▶ [Work order]
Work out how many lines in the listing below include the word "Serialize". Give nothing but the number.

▶ [Dataset]
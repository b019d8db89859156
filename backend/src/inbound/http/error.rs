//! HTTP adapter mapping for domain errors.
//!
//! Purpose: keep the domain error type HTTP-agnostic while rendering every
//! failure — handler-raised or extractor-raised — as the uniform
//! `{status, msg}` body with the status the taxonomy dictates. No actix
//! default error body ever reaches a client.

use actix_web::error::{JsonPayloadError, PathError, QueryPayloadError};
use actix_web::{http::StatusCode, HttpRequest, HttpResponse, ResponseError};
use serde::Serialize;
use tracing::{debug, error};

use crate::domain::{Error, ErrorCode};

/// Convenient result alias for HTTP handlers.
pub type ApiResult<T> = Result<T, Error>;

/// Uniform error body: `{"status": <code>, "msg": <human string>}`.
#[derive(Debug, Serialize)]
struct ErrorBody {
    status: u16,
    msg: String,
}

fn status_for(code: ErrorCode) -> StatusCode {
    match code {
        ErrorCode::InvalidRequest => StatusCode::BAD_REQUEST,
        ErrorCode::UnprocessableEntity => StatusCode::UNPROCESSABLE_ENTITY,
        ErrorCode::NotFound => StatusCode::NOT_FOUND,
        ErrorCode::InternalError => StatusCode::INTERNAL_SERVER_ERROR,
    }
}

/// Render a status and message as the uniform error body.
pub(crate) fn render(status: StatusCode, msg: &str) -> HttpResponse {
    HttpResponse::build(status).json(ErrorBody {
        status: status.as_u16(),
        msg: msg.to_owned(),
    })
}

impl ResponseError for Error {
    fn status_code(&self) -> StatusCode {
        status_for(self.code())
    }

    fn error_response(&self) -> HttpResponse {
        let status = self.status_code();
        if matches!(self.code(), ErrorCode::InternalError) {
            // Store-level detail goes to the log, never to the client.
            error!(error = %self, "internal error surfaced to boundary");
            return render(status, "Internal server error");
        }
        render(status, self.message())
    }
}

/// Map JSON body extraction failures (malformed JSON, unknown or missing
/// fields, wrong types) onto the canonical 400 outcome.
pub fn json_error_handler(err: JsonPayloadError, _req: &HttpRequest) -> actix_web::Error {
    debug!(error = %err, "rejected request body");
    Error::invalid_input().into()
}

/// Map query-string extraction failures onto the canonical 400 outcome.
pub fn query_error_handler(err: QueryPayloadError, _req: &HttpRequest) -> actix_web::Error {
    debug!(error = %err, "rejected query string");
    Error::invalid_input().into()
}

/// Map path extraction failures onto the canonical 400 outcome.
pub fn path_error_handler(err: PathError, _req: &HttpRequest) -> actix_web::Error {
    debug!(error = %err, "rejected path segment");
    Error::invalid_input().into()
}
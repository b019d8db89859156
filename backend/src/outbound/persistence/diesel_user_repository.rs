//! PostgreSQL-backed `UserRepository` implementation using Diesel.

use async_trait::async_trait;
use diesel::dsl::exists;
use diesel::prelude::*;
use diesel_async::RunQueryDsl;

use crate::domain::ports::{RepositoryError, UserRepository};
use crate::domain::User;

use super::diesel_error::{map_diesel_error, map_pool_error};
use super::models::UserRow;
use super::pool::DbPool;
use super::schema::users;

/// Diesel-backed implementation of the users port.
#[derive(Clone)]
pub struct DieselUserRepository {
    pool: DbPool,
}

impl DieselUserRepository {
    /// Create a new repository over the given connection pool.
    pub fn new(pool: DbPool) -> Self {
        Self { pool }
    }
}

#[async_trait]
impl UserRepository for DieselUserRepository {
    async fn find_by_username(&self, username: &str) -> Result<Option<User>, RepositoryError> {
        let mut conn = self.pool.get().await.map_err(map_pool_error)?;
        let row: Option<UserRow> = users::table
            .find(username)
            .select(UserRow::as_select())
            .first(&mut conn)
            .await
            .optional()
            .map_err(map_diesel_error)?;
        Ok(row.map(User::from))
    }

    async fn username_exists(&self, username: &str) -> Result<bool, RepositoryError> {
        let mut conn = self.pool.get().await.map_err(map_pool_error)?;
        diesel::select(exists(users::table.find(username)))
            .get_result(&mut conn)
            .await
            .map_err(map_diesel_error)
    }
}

==

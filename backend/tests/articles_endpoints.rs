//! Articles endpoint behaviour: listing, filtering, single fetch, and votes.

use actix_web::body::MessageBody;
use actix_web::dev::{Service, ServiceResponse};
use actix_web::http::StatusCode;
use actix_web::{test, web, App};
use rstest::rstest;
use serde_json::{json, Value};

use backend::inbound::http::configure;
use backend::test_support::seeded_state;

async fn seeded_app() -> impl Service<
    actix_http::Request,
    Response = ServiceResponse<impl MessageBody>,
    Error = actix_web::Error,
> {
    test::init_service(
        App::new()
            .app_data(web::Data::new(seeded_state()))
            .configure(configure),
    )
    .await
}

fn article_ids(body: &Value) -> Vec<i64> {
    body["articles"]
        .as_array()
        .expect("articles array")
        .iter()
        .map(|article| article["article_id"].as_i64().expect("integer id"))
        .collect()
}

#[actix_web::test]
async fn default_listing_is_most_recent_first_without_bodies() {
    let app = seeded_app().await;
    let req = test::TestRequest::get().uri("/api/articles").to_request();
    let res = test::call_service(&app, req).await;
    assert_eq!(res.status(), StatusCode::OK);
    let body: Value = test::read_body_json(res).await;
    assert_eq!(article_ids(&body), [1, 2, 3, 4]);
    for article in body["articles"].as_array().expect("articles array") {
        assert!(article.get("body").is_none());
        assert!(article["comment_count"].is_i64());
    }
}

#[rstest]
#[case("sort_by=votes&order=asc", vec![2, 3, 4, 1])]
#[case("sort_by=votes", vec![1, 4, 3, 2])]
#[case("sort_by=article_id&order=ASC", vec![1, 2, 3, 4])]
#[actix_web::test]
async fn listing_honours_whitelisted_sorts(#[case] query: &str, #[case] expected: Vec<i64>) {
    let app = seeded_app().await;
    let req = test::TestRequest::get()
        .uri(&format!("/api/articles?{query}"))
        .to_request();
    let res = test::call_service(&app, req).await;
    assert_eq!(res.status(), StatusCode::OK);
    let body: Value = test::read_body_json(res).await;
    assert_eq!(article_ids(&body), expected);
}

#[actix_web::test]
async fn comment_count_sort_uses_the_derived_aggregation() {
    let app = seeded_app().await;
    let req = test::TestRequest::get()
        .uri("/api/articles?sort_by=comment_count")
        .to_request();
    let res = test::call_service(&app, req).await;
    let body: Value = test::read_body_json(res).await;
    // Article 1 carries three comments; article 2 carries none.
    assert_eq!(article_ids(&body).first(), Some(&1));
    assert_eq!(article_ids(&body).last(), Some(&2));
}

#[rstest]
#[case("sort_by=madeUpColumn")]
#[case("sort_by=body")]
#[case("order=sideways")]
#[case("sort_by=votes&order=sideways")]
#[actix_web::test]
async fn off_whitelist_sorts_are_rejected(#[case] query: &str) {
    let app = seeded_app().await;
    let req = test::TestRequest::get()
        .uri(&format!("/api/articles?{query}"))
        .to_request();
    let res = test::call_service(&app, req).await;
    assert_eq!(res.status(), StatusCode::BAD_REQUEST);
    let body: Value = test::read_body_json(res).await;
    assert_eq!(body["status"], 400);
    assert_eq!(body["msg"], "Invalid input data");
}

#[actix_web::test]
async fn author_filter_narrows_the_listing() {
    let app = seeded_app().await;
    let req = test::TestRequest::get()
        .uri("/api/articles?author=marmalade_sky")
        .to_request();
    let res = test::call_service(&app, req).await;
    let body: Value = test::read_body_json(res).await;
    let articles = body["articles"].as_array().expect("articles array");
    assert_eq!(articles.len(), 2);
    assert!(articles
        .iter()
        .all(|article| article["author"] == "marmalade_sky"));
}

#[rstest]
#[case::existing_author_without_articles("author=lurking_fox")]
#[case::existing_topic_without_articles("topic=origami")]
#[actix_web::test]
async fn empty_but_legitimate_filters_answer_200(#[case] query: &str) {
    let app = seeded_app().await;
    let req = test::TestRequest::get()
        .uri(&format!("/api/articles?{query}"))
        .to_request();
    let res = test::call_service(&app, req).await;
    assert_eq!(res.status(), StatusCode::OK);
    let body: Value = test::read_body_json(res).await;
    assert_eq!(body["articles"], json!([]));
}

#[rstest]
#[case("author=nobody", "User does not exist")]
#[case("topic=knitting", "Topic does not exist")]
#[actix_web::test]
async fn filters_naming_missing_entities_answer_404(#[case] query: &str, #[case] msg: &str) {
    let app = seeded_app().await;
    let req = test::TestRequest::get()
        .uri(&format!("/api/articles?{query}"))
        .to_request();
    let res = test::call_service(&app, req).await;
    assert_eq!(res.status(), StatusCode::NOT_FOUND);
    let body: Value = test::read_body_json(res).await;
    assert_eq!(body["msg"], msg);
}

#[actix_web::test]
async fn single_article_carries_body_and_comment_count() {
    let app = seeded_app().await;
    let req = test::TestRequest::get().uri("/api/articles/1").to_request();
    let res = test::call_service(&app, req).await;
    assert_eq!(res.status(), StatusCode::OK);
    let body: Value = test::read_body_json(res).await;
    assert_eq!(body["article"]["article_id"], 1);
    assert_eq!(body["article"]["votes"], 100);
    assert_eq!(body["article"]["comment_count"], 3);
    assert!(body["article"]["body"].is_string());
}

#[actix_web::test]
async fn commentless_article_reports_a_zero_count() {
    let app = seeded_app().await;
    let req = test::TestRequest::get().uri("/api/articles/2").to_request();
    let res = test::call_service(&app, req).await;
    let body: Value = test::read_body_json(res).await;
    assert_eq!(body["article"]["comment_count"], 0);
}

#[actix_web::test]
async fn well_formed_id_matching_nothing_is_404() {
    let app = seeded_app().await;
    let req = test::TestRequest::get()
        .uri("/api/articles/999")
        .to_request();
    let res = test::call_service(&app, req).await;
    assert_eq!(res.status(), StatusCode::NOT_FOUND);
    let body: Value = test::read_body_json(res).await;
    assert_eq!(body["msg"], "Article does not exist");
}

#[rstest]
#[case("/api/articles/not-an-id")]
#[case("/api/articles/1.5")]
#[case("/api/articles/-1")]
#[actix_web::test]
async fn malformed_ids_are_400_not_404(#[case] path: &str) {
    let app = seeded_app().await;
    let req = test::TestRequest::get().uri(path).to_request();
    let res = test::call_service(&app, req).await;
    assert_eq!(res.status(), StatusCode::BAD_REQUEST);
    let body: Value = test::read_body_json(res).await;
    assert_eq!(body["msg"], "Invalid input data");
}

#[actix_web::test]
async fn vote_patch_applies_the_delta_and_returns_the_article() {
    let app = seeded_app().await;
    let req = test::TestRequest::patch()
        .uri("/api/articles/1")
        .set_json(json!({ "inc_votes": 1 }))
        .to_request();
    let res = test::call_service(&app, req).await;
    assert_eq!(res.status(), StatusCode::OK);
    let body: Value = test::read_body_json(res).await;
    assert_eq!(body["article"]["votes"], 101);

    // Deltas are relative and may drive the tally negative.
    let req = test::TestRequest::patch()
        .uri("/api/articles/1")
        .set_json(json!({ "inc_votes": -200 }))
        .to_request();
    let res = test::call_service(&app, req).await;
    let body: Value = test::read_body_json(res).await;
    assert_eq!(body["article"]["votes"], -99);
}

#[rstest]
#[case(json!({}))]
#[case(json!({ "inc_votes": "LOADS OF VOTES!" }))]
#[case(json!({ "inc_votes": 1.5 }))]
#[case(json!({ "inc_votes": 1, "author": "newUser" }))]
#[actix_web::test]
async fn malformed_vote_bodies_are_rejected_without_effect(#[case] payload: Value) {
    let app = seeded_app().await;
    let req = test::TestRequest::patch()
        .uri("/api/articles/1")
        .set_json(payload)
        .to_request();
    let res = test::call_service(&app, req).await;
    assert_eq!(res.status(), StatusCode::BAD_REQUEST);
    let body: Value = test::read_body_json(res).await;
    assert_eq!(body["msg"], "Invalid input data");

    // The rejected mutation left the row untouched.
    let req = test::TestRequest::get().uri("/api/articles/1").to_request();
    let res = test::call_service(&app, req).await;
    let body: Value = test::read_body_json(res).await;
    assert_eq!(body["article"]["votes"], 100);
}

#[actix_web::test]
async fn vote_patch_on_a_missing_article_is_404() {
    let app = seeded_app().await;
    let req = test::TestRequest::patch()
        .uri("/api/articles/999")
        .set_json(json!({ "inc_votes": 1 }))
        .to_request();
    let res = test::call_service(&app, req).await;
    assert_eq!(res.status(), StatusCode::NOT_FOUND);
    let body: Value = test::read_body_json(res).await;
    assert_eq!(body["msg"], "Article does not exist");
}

▶ [Answer to this task]
2